很抱歉这里的消息很长,但我的理解有限,需要一些帮助!总的来说,我对 Snowpark 和 Snowflake 还很陌生。
本质上我想做的是一种非常标准的数据科学实践。我正在获取一些数据,执行一些特征工程(使用一种热序编码)并拟合 xgboost 模型。完成后,我将通过 PUT 方法将编码器和模型保存到 Snowflake 中。然后我创建一个 udf,以便我可以使用我创建的模型进行推理,但这就是我的过程失败的地方。
从错误中我看到似乎在我加载编码器后,它无法转换我的推理数据,并指出以下错误:
“输入类型不支持 ufunc 'isnan',并且根据转换规则 ''safe'',无法将输入安全地强制为任何支持的类型”
这个错误确实让我感到困惑,因为它似乎在已知值内看到了 NAN,但事实不应该是这样,因为它已经在一组特定的已知值上进行了拟合和测试!
我尝试过通过推理函数输出已知值,但这会产生一些非常奇怪的结果,它给我一个字符串列表,但没有逗号分隔,例如:
['A' 'B' 'C'] - 据我所知,这不是任何语言都能理解的结构。
总的来说,我的问题是,如何将编码器和模型存储在 Snowflake 中,以便在推理过程中使用它们???
我将添加我创建的代码的基本视图,以便其他人可以使用它并找到相同的错误 -
from snowflake.snowpark.session import Session
import snowflake.snowpark.functions as F
import snowflake.connector
import json
import numpy as np
from snowflake.ml.modeling.preprocessing import OneHotEncoder,OrdinalEncoder
from snowflake.ml.modeling.xgboost import XGBRegressor
# this connection info is just standard stuff
connection_parameters = json.load(open('connection.json'))
session = Session.builder.configs(connection_parameters).create()

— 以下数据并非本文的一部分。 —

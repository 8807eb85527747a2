//! Movie catalog: typed record arena with a title lookup index
//!
//! Records are created during ingestion and never mutated afterward; the
//! only way to change the catalog is a full rebuild. Titles are intended to
//! be unique but this is not enforced - on duplicates the first occurrence
//! wins in the title index.

pub mod ingest;
pub mod store;

use std::collections::HashMap;

use chrono::NaiveDate;
use serde::{Deserialize, Serialize};

/// Immutable catalog entry holding the fields that feed the tag corpus
#[derive(Debug, Clone, PartialEq, Serialize, Deserialize)]
pub struct MovieRecord {
    pub id: i64,
    pub title: String,
    #[serde(default)]
    pub overview: String,
    #[serde(default)]
    pub genres: Vec<String>,
    #[serde(default)]
    pub keywords: Vec<String>,
    /// Top-billed cast, capped at 10 during ingestion
    #[serde(default)]
    pub top_cast: Vec<String>,
    #[serde(default)]
    pub director: Option<String>,
    #[serde(default)]
    pub production_companies: Vec<String>,
    #[serde(default)]
    pub release_date: Option<NaiveDate>,
}

/// Secondary metadata table, aligned 1:1 with [`MovieRecord`] rows
#[derive(Debug, Clone, Default, PartialEq, Serialize, Deserialize)]
pub struct MovieDetails {
    #[serde(default)]
    pub budget: u64,
    #[serde(default)]
    pub revenue: u64,
    #[serde(default)]
    pub runtime: Option<f64>,
    #[serde(default)]
    pub vote_average: f64,
    #[serde(default)]
    pub vote_count: u64,
    #[serde(default)]
    pub popularity: f64,
    #[serde(default)]
    pub status: String,
    #[serde(default)]
    pub spoken_languages: Vec<String>,
}

/// A catalog row together with its index and secondary metadata
#[derive(Debug, Clone, Copy)]
pub struct MovieEntry<'a> {
    pub row: usize,
    pub record: &'a MovieRecord,
    pub details: &'a MovieDetails,
}

/// The movie catalog: record arena, parallel details table, title index
#[derive(Debug, Default)]
pub struct Catalog {
    records: Vec<MovieRecord>,
    details: Vec<MovieDetails>,
    title_index: HashMap<String, usize>,
}

impl Catalog {
    /// Build a catalog from parallel record and details rows.
    ///
    /// Rows without the hard-required fields (id, title) are dropped so the
    /// corpus row-alignment invariant holds for everything downstream.
    pub fn new(records: Vec<MovieRecord>, details: Vec<MovieDetails>) -> Self {
        debug_assert_eq!(records.len(), details.len());

        let mut kept_records = Vec::with_capacity(records.len());
        let mut kept_details = Vec::with_capacity(details.len());
        for (record, detail) in records.into_iter().zip(details) {
            if record.id == 0 || record.title.is_empty() {
                tracing::debug!(id = record.id, "dropping record missing id/title");
                continue;
            }
            kept_records.push(record);
            kept_details.push(detail);
        }

        let mut title_index = HashMap::with_capacity(kept_records.len());
        for (row, record) in kept_records.iter().enumerate() {
            // First occurrence wins on duplicate titles
            title_index.entry(record.title.clone()).or_insert(row);
        }

        Catalog {
            records: kept_records,
            details: kept_details,
            title_index,
        }
    }

    pub fn len(&self) -> usize {
        self.records.len()
    }

    pub fn is_empty(&self) -> bool {
        self.records.is_empty()
    }

    pub fn records(&self) -> &[MovieRecord] {
        &self.records
    }

    pub fn record(&self, row: usize) -> Option<&MovieRecord> {
        self.records.get(row)
    }

    /// Row index for an exact title, first occurrence on duplicates
    pub fn index_of_title(&self, title: &str) -> Option<usize> {
        self.title_index.get(title).copied()
    }

    /// Catalog accessor exposed to the presentation layer: id, title and
    /// full metadata for an exact title
    pub fn lookup(&self, title: &str) -> Option<MovieEntry<'_>> {
        let row = self.index_of_title(title)?;
        Some(MovieEntry {
            row,
            record: &self.records[row],
            details: &self.details[row],
        })
    }

    pub(crate) fn tables(&self) -> (&[MovieRecord], &[MovieDetails]) {
        (&self.records, &self.details)
    }
}

#[cfg(test)]
pub(crate) fn test_record(id: i64, title: &str, overview: &str) -> MovieRecord {
    MovieRecord {
        id,
        title: title.to_string(),
        overview: overview.to_string(),
        genres: Vec::new(),
        keywords: Vec::new(),
        top_cast: Vec::new(),
        director: None,
        production_companies: Vec::new(),
        release_date: None,
    }
}

#[cfg(test)]
mod tests {
    use super::*;

    fn catalog(titles: &[&str]) -> Catalog {
        let records: Vec<_> = titles
            .iter()
            .enumerate()
            .map(|(i, t)| test_record(i as i64 + 1, t, "overview"))
            .collect();
        let details = vec![MovieDetails::default(); records.len()];
        Catalog::new(records, details)
    }

    #[test]
    fn test_title_index_first_occurrence_wins() {
        let c = catalog(&["Alpha", "Beta", "Alpha"]);
        assert_eq!(c.len(), 3);
        assert_eq!(c.index_of_title("Alpha"), Some(0));
        assert_eq!(c.index_of_title("Beta"), Some(1));
    }

    #[test]
    fn test_rows_missing_required_fields_dropped() {
        let mut records = vec![
            test_record(1, "Kept", "x"),
            test_record(0, "No Id", "x"),
            test_record(3, "", "x"),
            test_record(4, "Also Kept", "x"),
        ];
        records[1].id = 0;
        let details = vec![MovieDetails::default(); records.len()];
        let c = Catalog::new(records, details);

        assert_eq!(c.len(), 2);
        assert_eq!(c.index_of_title("Also Kept"), Some(1));
    }

    #[test]
    fn test_lookup_returns_aligned_details() {
        let records = vec![test_record(7, "Solo", "x")];
        let details = vec![MovieDetails {
            budget: 55,
            ..Default::default()
        }];
        let c = Catalog::new(records, details);

        let entry = c.lookup("Solo").unwrap();
        assert_eq!(entry.row, 0);
        assert_eq!(entry.record.id, 7);
        assert_eq!(entry.details.budget, 55);
        assert!(c.lookup("Duo").is_none());
    }
}
//! Fuzzy resolution of external titles against the catalog
//!
//! External filmography feeds format titles loosely ("Up (2009)" where the
//! catalog stores "Up"). Matching runs three ordered passes over catalog row
//! order, first success wins. With duplicate or highly similar catalog
//! titles the outcome depends on row order; that ambiguity is documented
//! rather than resolved.

use crate::catalog::Catalog;
use crate::text;

/// Minimum normalized length of the external title for the containment
/// pass; shorter titles would spuriously match ("Up" vs "Cup Stories")
pub const MIN_CONTAINMENT_LEN: usize = 6;

/// Resolve a loosely-formatted external title to a canonical catalog title.
///
/// Passes, in order:
/// 1. exact string equality
/// 2. equality after normalization (alphanumerics only, lowercased)
/// 3. normalized containment either way, gated on the external title
///    normalizing to at least [`MIN_CONTAINMENT_LEN`] characters
pub fn resolve_title<'a>(external_title: &str, catalog: &'a Catalog) -> Option<&'a str> {
    for record in catalog.records() {
        if record.title == external_title {
            return Some(&record.title);
        }
    }

    let normalized = text::normalize_title(external_title);
    for record in catalog.records() {
        if text::normalize_title(&record.title) == normalized {
            return Some(&record.title);
        }
    }

    if normalized.chars().count() >= MIN_CONTAINMENT_LEN {
        for record in catalog.records() {
            let candidate = text::normalize_title(&record.title);
            if candidate.contains(&normalized) || normalized.contains(&candidate) {
                return Some(&record.title);
            }
        }
    }

    tracing::debug!(title = external_title, "external title did not resolve");
    None
}

#[cfg(test)]
mod tests {
    use super::*;
    use crate::catalog::{test_record, MovieDetails};

    fn catalog(titles: &[&str]) -> Catalog {
        let records: Vec<_> = titles
            .iter()
            .enumerate()
            .map(|(i, t)| test_record(i as i64 + 1, t, "overview"))
            .collect();
        let details = vec![MovieDetails::default(); records.len()];
        Catalog::new(records, details)
    }

    #[test]
    fn test_exact_match() {
        let c = catalog(&["The Matrix", "Inception"]);
        assert_eq!(resolve_title("Inception", &c), Some("Inception"));
    }

    #[test]
    fn test_normalized_equality() {
        let c = catalog(&["The  Matrix!"]);
        assert_eq!(resolve_title("The Matrix", &c), Some("The  Matrix!"));
    }

    #[test]
    fn test_containment_strips_year_suffix() {
        let c = catalog(&["Blade Runner"]);
        assert_eq!(
            resolve_title("Blade Runner (1982)", &c),
            Some("Blade Runner")
        );
    }

    #[test]
    fn test_short_titles_never_match_via_containment() {
        let c = catalog(&["Cup Stories", "Up and Away"]);
        // "Up" normalizes to 2 characters, below the containment gate
        assert_eq!(resolve_title("Up", &c), None);
    }

    #[test]
    fn test_exact_pass_beats_containment_candidates() {
        let c = catalog(&["Alien Covenant", "Alien"]);
        assert_eq!(resolve_title("Alien", &c), Some("Alien"));
    }

    #[test]
    fn test_first_row_wins_on_ambiguity() {
        let c = catalog(&[
            "The Hobbit: An Unexpected Journey",
            "The Hobbit: The Desolation of Smaug",
        ]);
        assert_eq!(
            resolve_title("The Hobbit", &c),
            Some("The Hobbit: An Unexpected Journey")
        );
    }

    #[test]
    fn test_no_match_is_none() {
        let c = catalog(&["The Matrix"]);
        assert_eq!(resolve_title("Totally Unrelated Film", &c), None);
    }
}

mock_df = session.create_dataframe(
[[979152,"A","XX","SUN","2023-11-24 08:30:00","2023-11-24 12:25:00",189,0.62],
[987073,"A","ZZ","SUN","2023-12-13 16:15:00","2023-12-13 11:25:00",189,0.75],
[951384,"C","YY","FAR_SUN","2023-12-05 09:40:00","2023-12-05 13:35:00",189,0.88],
[952380,"B","WW","FAR_SUN","2023-11-22 19:45:00","2023-11-22 14:30:00",235,0.86],
[963602,"B","ZZ","FAR_SUN","2023-12-29 10:30:00","2023-12-29 15:05:00",235,0.66]],
schema=[
"ID","AIRPORT","A_AIRPORT",
"CATEGORY","D_DATETIME","A_DATETIME","CAPACITY","TARGET"
]
)
mock_df = mock_df.select_expr("*","TO_TIMESTAMP(D_DATETIME) AS D_DATETIME_T","TO_TIMESTAMP(A_DATETIME) AS A_DATETIME_T")
ohe = OneHotEncoder(handle_unknown='ignore',input_cols='CATEGORY',output_cols='ROUTE_OHE')
ohe.fit(mock_df)
mock_ohe = ohe.transform(mock_df)
print(ohe.categories_)
categories = {
"AIRPORT": np.array(['A', 'B', 'C'])
}
oe = OrdinalEncoder(
handle_unknown='use_encoded_value',unknown_value=-1,
encoded_missing_value=-1,input_cols='AIRPORT',
output_cols='AIRPORT_ENCODE',
categories=categories
)
oe.fit(mock_ohe)
mock_oe = oe.transform(mock_ohe)
print(oe.categories_)
mock_oe = (
mock_oe
.withColumn('depart_hour',F.hour(mock_oe.D_DATETIME_T))
.withColumn('depart_weekday',F.dayofweek(mock_oe.D_DATETIME_T))
.withColumn('depart_monthday',F.dayofmonth(mock_oe.D_DATETIME_T))
.withColumn('depart_yearday',F.dayofyear(mock_oe.D_DATETIME_T))
.withColumn('depart_month',F.month(mock_oe.D_DATETIME_T))
.withColumn('depart_year',F.year(mock_oe.D_DATETIME_T))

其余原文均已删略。